This is pretty similar to the way wages are being pushed down- in Volume 1, Marx stipulates that wages are based on the Means of Reproduction, the things that the working class needs to reproduce themselves (food, water, shelter in the immediate sense, but training and education to bring in new high-skilled professionals in the long-term). What's happened over the past several decades is the attempt to shift over some of these costs to the workers themselves and to have the worker bear the brunt of these costs. This is seen in "degree inflation", where jobs that used to train entry-level people now require bachelor's degrees, jobs that require bachelor's degrees are paying less and less, and more workers (in America at least) are being saddled with student debt.

In this same way that the cost of education is "offloaded" onto the worker, so too I think is the cost of the constant capital offloaded onto the worker in the case of gig economy jobs, and thus a car and its maintenance, or a second apartment, is actually now factored in to the means of reproduction for the gig worker (can I keep being an Uber driver if I can't afford a car?). As a lot of people have noticed, though, Uber drivers are making sub-minimum wage after all their costs are factored in; normally this would be illegal, but Uber and Lyft have taken advantage of loopholes in contract law, and have outright campaigned to pass their own more advantageous laws in the form of Prop 22 in California. I'd actually say this is a *reaction* to a profitability crisis by trying to drive down wages even further than possible before.

I think it's the same way if you bought a machine to further automate a factory- what you're paying for is both the source of constant capital, but also the labor of the people who assembled the machine. It's just that this is on a much more rapid scale- Uber is essentially "purchasing" a new machine every time a driver logs in. Even if you contract your production out to someone else, their rising cost of production will still filter back to you eventually.

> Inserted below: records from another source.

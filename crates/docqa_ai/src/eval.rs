use crate::answer::answer;
use crate::embed::Embedder;
use crate::store::VectorStore;
use crate::synth::Synthesizer;

/// One graded question: the answer must contain every listed needle.
#[derive(Debug, Clone, PartialEq, Eq)]
pub struct EvalCase {
    pub question: String,
    pub must_include: Vec<String>,
}

impl EvalCase {
    pub fn new(question: &str, must_include: &[&str]) -> Self {
        Self {
            question: question.to_string(),
            must_include: must_include.iter().map(|s| s.to_string()).collect(),
        }
    }
}

#[derive(Debug, Clone, PartialEq)]
pub struct EvalOutcome {
    pub question: String,
    pub answer: String,
    pub passed: bool,
    pub source_count: usize,
}

#[derive(Debug, Clone, PartialEq, Default)]
pub struct EvalReport {
    pub outcomes: Vec<EvalOutcome>,
    pub passed: usize,
    pub failed: usize,
}

impl EvalReport {
    pub fn all_passed(&self) -> bool {
        self.failed == 0
    }
}

/// Run every case through the full answer path and grade by containment.
///
/// A case passes when each of its non-empty needles appears in the answer,
/// case-insensitively. Grades retrieval wiring, not answer quality.
pub fn run_eval(
    store: &VectorStore,
    embedder: &Embedder,
    synth: &dyn Synthesizer,
    cases: &[EvalCase],
    k: usize,
) -> EvalReport {
    let mut report = EvalReport::default();
    for case in cases {
        let result = answer(store, embedder, synth, &case.question, k);
        let haystack = result.answer.to_lowercase();
        let passed = case
            .must_include
            .iter()
            .filter(|needle| !needle.is_empty())
            .all(|needle| haystack.contains(&needle.to_lowercase()));

        if passed {
            report.passed += 1;
        } else {
            report.failed += 1;
        }
        report.outcomes.push(EvalOutcome {
            question: case.question.clone(),
            answer: result.answer,
            passed,
            source_count: result.sources.len(),
        });
    }
    report
}
/// Collapse every whitespace run to a single space and trim the ends.
///
/// This is the canonical text form for chunking; chunk offsets are byte
/// positions inside this normalized form.
pub fn normalize_ws(input: &str) -> String {
    input.split_whitespace().collect::<Vec<_>>().join(" ")
}
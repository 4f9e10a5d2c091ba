use serde::Deserialize;
use serde_json::json;

use docqa_core::error::ProviderError;

use super::prompts::{build_user_prompt, SYSTEM_PROMPT};
use super::Synthesizer;
use crate::provider::ProviderClient;

// Low temperature; the prompt forbids invention anyway.
const TEMPERATURE: f32 = 0.2;

/// `POST /chat/completions` against an OpenAI-compatible endpoint.
#[derive(Debug, Clone)]
pub struct OpenAiSynthesizer {
    client: ProviderClient,
    model: String,
}

impl OpenAiSynthesizer {
    pub fn new(client: ProviderClient, model: &str) -> Self {
        Self {
            client,
            model: model.to_string(),
        }
    }
}

#[derive(Debug, Clone, Deserialize)]
struct ChatResponse {
    choices: Vec<ChatChoice>,
}

#[derive(Debug, Clone, Deserialize)]
struct ChatChoice {
    message: ChatMessage,
}

#[derive(Debug, Clone, Deserialize)]
struct ChatMessage {
    content: String,
}

impl Synthesizer for OpenAiSynthesizer {
    fn synthesize(&self, question: &str, contexts: &[String]) -> Result<String, ProviderError> {
        let body = json!({
            "model": self.model,
            "temperature": TEMPERATURE,
            "messages": [
                { "role": "system", "content": SYSTEM_PROMPT },
                { "role": "user", "content": build_user_prompt(question, contexts) },
            ],
        });
        let value = self.client.post_json("/chat/completions", body)?;

        let resp: ChatResponse = serde_json::from_value(value).map_err(|e| {
            ProviderError::MalformedResponse(format!("unexpected chat completion shape: {e}"))
        })?;

        let content = resp
            .choices
            .into_iter()
            .next()
            .map(|c| c.message.content)
            .unwrap_or_default();
        let content = content.trim();
        if content.is_empty() {
            return Err(ProviderError::MalformedResponse(
                "chat completion was blank".to_string(),
            ));
        }
        Ok(content.to_string())
    }
}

Of course, cars get more expensive, and so does everything that's needed to maintain them- rising price of gas, car parts, repairs, etc. (and in the case of AirBNB the cost of real estate is DEFINITELY going up!). And so because of this, I think a larger and larger proportion of the worker's wages is going to go to this maintenance. Uber will either deal with this by raising rates, or the proportion of take-home pay is going to become so low that people can't make ends meet, and will then (hopefully!) start engaging in organized labor actions.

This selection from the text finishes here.